Ao ler o excepcional epistolário de Santa Catarina de Sena, perguntamo-nos se essa privilegiada alma não teria sido imprudente. E nos recordamos da classificação da virtude da prudência dada por Dr. Plinio Corrêa de Oliveira:

[A prudência] contém quatro aspectos. O primeiro é extrínseco a ela, mas é a sua razão de ser: metas bem definidas. Os outros três elementos componentes são, antes de tudo, a observação meticulosa, minuciosa e atentíssima da realidade, nas suas menores dobras, para depois estudar as táticas a serem adotadas; o segundo é uma grande cautela – o que não significa medo, mas jeito e, às vezes, jeitinho – e o terceiro é a habilidade. Entendi que a prudência era o caminho para todas as vitórias, pois é o adorno da coragem, como esta é o ornato dela. O arrojo canta enquanto a prudência sussurra! […]

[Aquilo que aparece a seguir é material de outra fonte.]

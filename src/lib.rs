//! # biofum
//!
//! Stage control and autofocus for the bio-fuel-cell imaging rig.
//!
//! The hardware side lives in the workspace crates:
//! - `tango-sys`: raw entry points of the Marzhauser Tango library
//! - `daq-driver-tango`: the safe binding and [`StageSession`](daq_driver_tango::StageSession)
//!
//! This crate adds what sits on top of a session:
//!
//! - **`autofocus`**: coarse-to-fine hill search over one axis, scored by a
//!   caller-supplied focus metric.
//! - **`cli`**: the stage commands behind the `biofum` binary.
//! - **`config`**: Figment-based configuration (TOML file plus `BIOFUM_`
//!   environment overrides).
//! - **`logging`**: `tracing-subscriber` setup driven by the configuration.

pub mod autofocus;
pub mod cli;
pub mod config;
pub mod logging;

pub use autofocus::{
    focus_stage, Autofocus, AutofocusError, AutofocusPlan, AutofocusResult, FocusDrive,
    FocusMetric, FocusPass, FocusSample, StageAxis,
};
pub use config::{BiofumConfig, ConfigError};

“Ela pronuncia palavras de amizade e de acautelamento, que silvam como setas. O olhar da prudência percorre os espaços e faz o recenseamento dos perigos e dos inimigos. […] Como descobrir os pontos em que a consciência permite ­recuar, e aqueles em que a prudência permite avançar? ‘Avance, recue, contemporize! Entre em cena quando deve! Saia da cena quando for preciso! Meça bem as suas palavras, para que cada uma delas seja uma pinguela segura, sobre a qual o arrojo tem de passar, guiado pelo Anjo da prudência!’ Ai da prudência sem arrojo! É frustração. Ai do arrojo sem prudência! É catástrofe. O arrojo temperado com a prudência e a prudência temperada com o arrojo dão o conjunto perfeito, cujo laurel final é a vitória”.14

Não é verdade que esses comentários se encaixam como luva na contemplação das cartas tão arrojadas quanto prudentes de Santa Catarina?

E encerramos esta reflexão indagando-nos: o que escreveria essa grande Santa aos eminentes personagens eclesiásticos e civis de nossos dias, mas também a cada um dos que estão lendo este artigo?

Não é difícil imaginar! 

 

Notas


1 BEATO RAIMUNDO DE CÁPUA. Santa Caterina da Siena. Legenda maior. 5.ed. Siena: Cantagalli, 2005, p.116-117.

2 Idem, p.319.

3 SANTA CATARINA DE SENA. Carta 185, n.1. Todas as citações literais das cartas transcritas neste artigo foram extraídas da obra: Cartas completas. São Paulo: Paulus, 2016.

4 Idem, n.2.

5 Idem, ibidem.

6 Idem, n.4.

7 Idem, n.6.

8 SANTA CATARINA DE SENA. Carta 109, n.5.

9 SANTA CATARINA DE SENA. Carta 305, n.5; 7.

10 SANTA CATARINA DE SENA. Carta 371, n.8.

11 SANTA CATARINA DE SENA. Carta 3, n.2; 4.

12 SANTA CATARINA DE SENA. Carta 23, n.5.

13 MEMÓRIA DE SANTA CATARINA DE SENA. Antífona de entrada. In: MISSAL ROMANO. Tradução portuguesa da 2ª edição típica para o Brasil realizada e publicada pela CNBB com acréscimos aprovados pela Sé Apostólica. São Paulo: Paulus, 2015, p.574.

14 CORRÊA DE OLIVEIRA, Plinio. Notas Autobiográficas. São Paulo: Retornarei, 2012, v.III, p.90-91.